Quem acompanha meus comentários ou já leu algo que escrevi sabe que sempre insisto: a prova penal deve respeitar a legislação infraconstitucional e o entendimento das cortes superiores sobre a produção de provas. A autoridade de persecução criminal não pode produzir provas apenas com base em critérios de oportunidade e conveniência — é fundamental conhecer e observar o entendimento atualizado dos tribunais e a legislação específica que trata do tema.
Faço essa observação porque, recentemente, li na coluna do Fábio Serapião, do jornal Metrópoles, que investigados na chamada "farra do INSS" estão buscando a anulação da investigação com base no posicionamento do Superior Tribunal de Justiça sobre relatórios de inteligência financeira.
Para contextualizar: relatórios de inteligência financeira são documentos elaborados pelo COAF em investigações de crimes como lavagem de dinheiro, corrupção e outros delitos financeiros. O COAF cruza informações provenientes de diferentes bancos de dados da administração pública — alimentados por registros de cartórios, instituições financeiras, empresas de bens de luxo, entre outros — e, ao identificar movimentações atípicas, elabora relatórios sem necessidade de quebra de sigilo bancário, fiscal ou telemático. Essas informações, então, são encaminhadas às autoridades, como a Polícia e o Ministério Público, para que apurem possíveis ilícitos.
É importante ressaltar que os relatórios do COAF não têm presunção de veracidade: eles servem apenas como ponto de partida para investigações conduzidas pelas autoridades competentes.
A produção desses relatórios pode ocorrer de duas formas:
Espontânea: quando o próprio COAF, no exercício de sua atividade regular, detecta movimentações suspeitas e encaminha o relatório, sem necessidade de autorização judicial, ao Ministério Público ou à Polícia.
Provocada: quando as autoridades de persecução criminal, já no curso de uma investigação, solicitam ao COAF informações financeiras adicionais sobre pessoas ou empresas específicas. Neste caso, recentemente, a Terceira Seção do STJ decidiu que é necessária autorização judicial prévia para que o COAF produza relatórios de inteligência financeira, sob pena de nulidade do próprio relatório e de todas as provas dele derivadas — a chamada “prova contaminada”.

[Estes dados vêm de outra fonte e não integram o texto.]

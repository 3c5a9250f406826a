//! Normalizes raw source text into an ordered sequence of logical lines.
//!
//! No lexical validation happens here; malformed tokens surface later, in
//! the parser or during Pass 1/Pass 2. This stage only trims whitespace,
//! collapses internal whitespace runs, and strips `#` comments.

/// A single cleaned logical line, paired with its 1-based line number in
/// the original source. The line number travels with the text for the
/// rest of the pipeline so every diagnostic can point back at the source.
#[derive(Debug, Clone, PartialEq)]
pub struct CleanedLine {
    pub line_number: usize,
    pub text: String,
}

/// Cleans every raw source line: trim, collapse whitespace runs to a
/// single space, strip from the first `#` to end-of-line, then drop
/// lines that are empty after cleaning. Order is preserved.
pub fn clean_source(source: &str) -> Vec<CleanedLine> {
    let mut lines = Vec::new();

    for (idx, raw) in source.lines().enumerate() {
        let without_comment = match raw.find('#') {
            Some(pos) => &raw[..pos],
            None => raw,
        };

        let cleaned = collapse_whitespace(without_comment.trim());

        if cleaned.is_empty() {
            continue;
        }

        lines.push(CleanedLine {
            line_number: idx + 1,
            text: cleaned,
        });
    }

    lines
}

fn collapse_whitespace(s: &str) -> String {
    let mut out = String::with_capacity(s.len());
    let mut prev_was_space = false;

    for c in s.chars() {
        if c.is_whitespace() {
            if !prev_was_space {
                out.push(' ');
            }
            prev_was_space = true;
        } else {
            out.push(c);
            prev_was_space = false;
        }
    }

    out
}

Foi exatamente esse entendimento que passou a fundamentar pedidos de anulação de investigações, como no caso do INSS. Segundo o relato de Serapião, advogados de investigados tentam invalidar a investigação amparados na decisão do STJ, que veda a requisição direta de relatórios pelo MP ou pela Polícia sem prévia autorização judicial.
No caso concreto, o juiz federal Massimo Palazzolo, da Quarta Vara Criminal Federal de São Paulo, reconheceu a nulidade do relatório do COAF que apontava transações suspeitas envolvendo os principais investigados, aplicando o entendimento do STJ. Contudo, manteve o inquérito policial pois identificou uma fonte independente de prova: uma reportagem do próprio Metrópoles, publicada em dezembro de 2023, que revelou suspeitas envolvendo a Ambec e empresas ligadas a ela. Ou seja, segundo o magistrado, a investigação começou a partir da notícia jornalística e não exclusivamente do relatório de inteligência financeira.

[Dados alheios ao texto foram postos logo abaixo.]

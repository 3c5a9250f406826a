/*
Copyright 2025 Connor Nolan

Licensed under the Apache License, Version 2.0 (the "License");
you may not use this file except in compliance with the License.
You may obtain a copy of the License at

    http://www.apache.org/licenses/LICENSE-2.0

Unless required by applicable law or agreed to in writing, software
distributed under the License is distributed on an "AS IS" BASIS,
WITHOUT WARRANTIES OR CONDITIONS OF ANY KIND, either express or implied.
See the License for the specific language governing permissions and
limitations under the License.
*/

use riscv_asm::assemble;
use riscv_asm::file_reader::MockFileReader;
use std::path::Path;

fn assemble_source(src: &str) -> Vec<u8> {
    let mut reader = MockFileReader::default();
    reader.add_file("test.s", src);
    assemble(Path::new("test.s"), &reader).unwrap()
}

fn assemble_err(src: &str) -> String {
    let mut reader = MockFileReader::default();
    reader.add_file("test.s", src);
    assemble(Path::new("test.s"), &reader).unwrap_err().to_string()
}

// Scenario 1: empty text section.
#[test]
fn empty_text_section_produces_no_bytes() {
    let bytes = assemble_source(".text\n");
    assert!(bytes.is_empty());
}

// Scenario 2: single add.
#[test]
fn single_add_encodes_to_four_bytes() {
    let bytes = assemble_source(".text\nadd a0, a1, a2\n");
    assert_eq!(bytes, vec![0x33, 0x85, 0xC5, 0x00]);
}

// Scenario 3: forward branch.
#[test]
fn forward_branch_spans_two_instructions() {
    let bytes = assemble_source(".text\nstart: beq a0, a1, end\naddi a0, a0, 1\nend:\n");
    assert_eq!(bytes.len(), 8);
    let word = u32::from_le_bytes(bytes[0..4].try_into().unwrap());
    let imm11 = (word >> 7) & 0x1;
    let imm4_1 = (word >> 8) & 0xF;
    let imm10_5 = (word >> 25) & 0x3F;
    let imm12 = (word >> 31) & 0x1;
    let decoded = (imm12 << 12) | (imm11 << 11) | (imm10_5 << 5) | (imm4_1 << 1);
    assert_eq!(decoded, 8);
}

// Scenario 4: `.equ` is not a valid plain I-literal immediate.
#[test]
fn equ_name_rejected_in_plain_i_immediate_position() {
    assert!(assemble_err(".equ FOO, 5\n.text\naddi a0, a0, FOO\n").contains("immediate"));
}

// Scenario 5: `.word` data, big-endian per unit.
#[test]
fn word_directive_data_section() {
    let bytes = assemble_source(".data\n.word 0x11223344, 0xDEADBEEF\n");
    assert_eq!(bytes, vec![0x11, 0x22, 0x33, 0x44, 0xDE, 0xAD, 0xBE, 0xEF]);
}

// Scenario 6: `.asciz` alignment.
#[test]
fn asciz_pads_to_four_bytes() {
    let bytes = assemble_source(".data\n.asciz \"hi\"\n");
    assert_eq!(bytes, vec![b'h', b'i', 0x00, 0x00]);
}

// P1: output length equals Pass 1's computed size.
#[test]
fn output_length_matches_computed_size() {
    let bytes = assemble_source(".text\nadd a0, a1, a2\naddi a0, a0, 1\n.data\n.word 1, 2\n");
    assert_eq!(bytes.len(), 4 + 4 + 8);
}

// P4/I5: every instruction starts on a 4-byte boundary even across a gap.
#[test]
fn org_padding_keeps_instructions_aligned() {
    let bytes = assemble_source(".text\nnop_filler:\n.org 12\nadd a0, a1, a2\n");
    assert_eq!(bytes.len(), 16);
    assert_eq!(&bytes[12..16], &[0x33, 0x85, 0xC5, 0x00]);
}

// P5: padding bytes are 0x13 in .text and 0x00 elsewhere.
#[test]
fn padding_is_nop_in_text_and_zero_in_data() {
    let text = assemble_source(".text\n.org 8\n");
    assert_eq!(text, vec![0x13, 0x00, 0x00, 0x00, 0x13, 0x00, 0x00, 0x00]);

    let data = assemble_source(".data\n.zero 4\n");
    assert_eq!(data, vec![0x00, 0x00, 0x00, 0x00]);
}

// P6: assembling the same source twice is byte-identical.
#[test]
fn assembling_twice_is_idempotent() {
    let src = ".text\nstart: jal ra, start\n";
    assert_eq!(assemble_source(src), assemble_source(src));
}

#[test]
fn globl_before_label_is_patched_in_place() {
    let bytes = assemble_source(".text\n.globl start\nstart: jal ra, start\n");
    let word = u32::from_le_bytes(bytes.try_into().unwrap());
    // jal ra, start (offset 0): opcode 0x6F, rd=1 (ra), every immediate bit zero.
    assert_eq!(word, 0x0000_00EF);
}

#[test]
fn jalr_load_style_operand_resolves_register_and_offset() {
    let bytes = assemble_source(".text\njalr ra, 4(sp)\n");
    let word = u32::from_le_bytes(bytes.try_into().unwrap());
    assert_eq!((word >> 15) & 0x1F, 2); // sp
    assert_eq!((word >> 20) & 0xFFF, 4);
}

#[test]
fn instruction_outside_text_is_rejected() {
    assert!(assemble_err(".data\nadd a0, a1, a2\n").contains("text"));
}

#[test]
fn unknown_directive_is_rejected() {
    assert!(assemble_err(".text\n.frobnicate 1\n").len() > 0);
}

#[test]
fn unresolved_branch_target_is_rejected() {
    assert!(assemble_err(".text\nbeq a0, a1, nowhere\n").contains("undefined"));
}

// Re-declaring a section resets its base to the current location counter
// (§9 redesign decision); a symbol recorded against an earlier instance of
// that section name resolves against the *final* base, not the one active
// when the label was seen. This test only pins down the image size and that
// both references still resolve (no undefined-symbol error) — the exact
// resulting offsets are a documented quirk, not a guarantee.
#[test]
fn redeclaring_a_section_resets_its_base_address() {
    let bytes = assemble_source(
        ".text\nnop_one: jal ra, nop_one\n.data\n.word 1\n.text\njal ra, nop_one\n",
    );
    assert_eq!(bytes.len(), 12);
}

#[test]
fn half_and_dword_directives_reserve_expected_byte_counts() {
    let bytes = assemble_source(".data\n.half 1, 2, 3\n.dword 0xFF\n");
    // 3 halves = 6 bytes, then .dword rounds up to 4-byte alignment (8) before writing 8 bytes.
    assert_eq!(bytes.len(), 16);
    assert_eq!(&bytes[8..16], &[0, 0, 0, 0, 0, 0, 0, 0xFF]);
}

A decisão, naturalmente, será objeto de recursos tanto por parte do Ministério Público Federal, que busca a validade do relatório, quanto da defesa, que pretende anular toda a investigação. Caberá ao Tribunal Regional Federal da 3ª Região, e eventualmente ao próprio STJ, analisar a legalidade e o alcance das provas envolvidas.
Esse cenário evidencia o enorme prejuízo que pode ser causado a investigações sérias, inclusive aquelas envolvendo fraudes bilionárias, quando normas fundamentais de produção de provas são desrespeitadas. A não observância da cadeia de custódia, da legislação infraconstitucional e dos entendimentos das cortes superiores pode resultar na anulação de investigações inteiras — um erro técnico do Estado com graves consequências para as vítimas.
Reforço, portanto, que a produção da prova penal exige rigoroso respeito aos limites legais e jurisprudenciais. Este caso é um claro exemplo: caso o STJ entenda que não havia fonte independente de prova ou que houve afronta direta à sua orientação, toda a investigação poderá ser anulada e milhares de vítimas de fraude podem amargar as consequências desse equívoco estatal.
Por isso, autoridades de persecução criminal devem compreender que não basta produzir provas; é imprescindível seguir todos os trâmites legais e observar os entendimentos firmados pelas cortes superiores, sob pena de colocar em risco até mesmo os maiores e mais relevantes casos investigativos do País.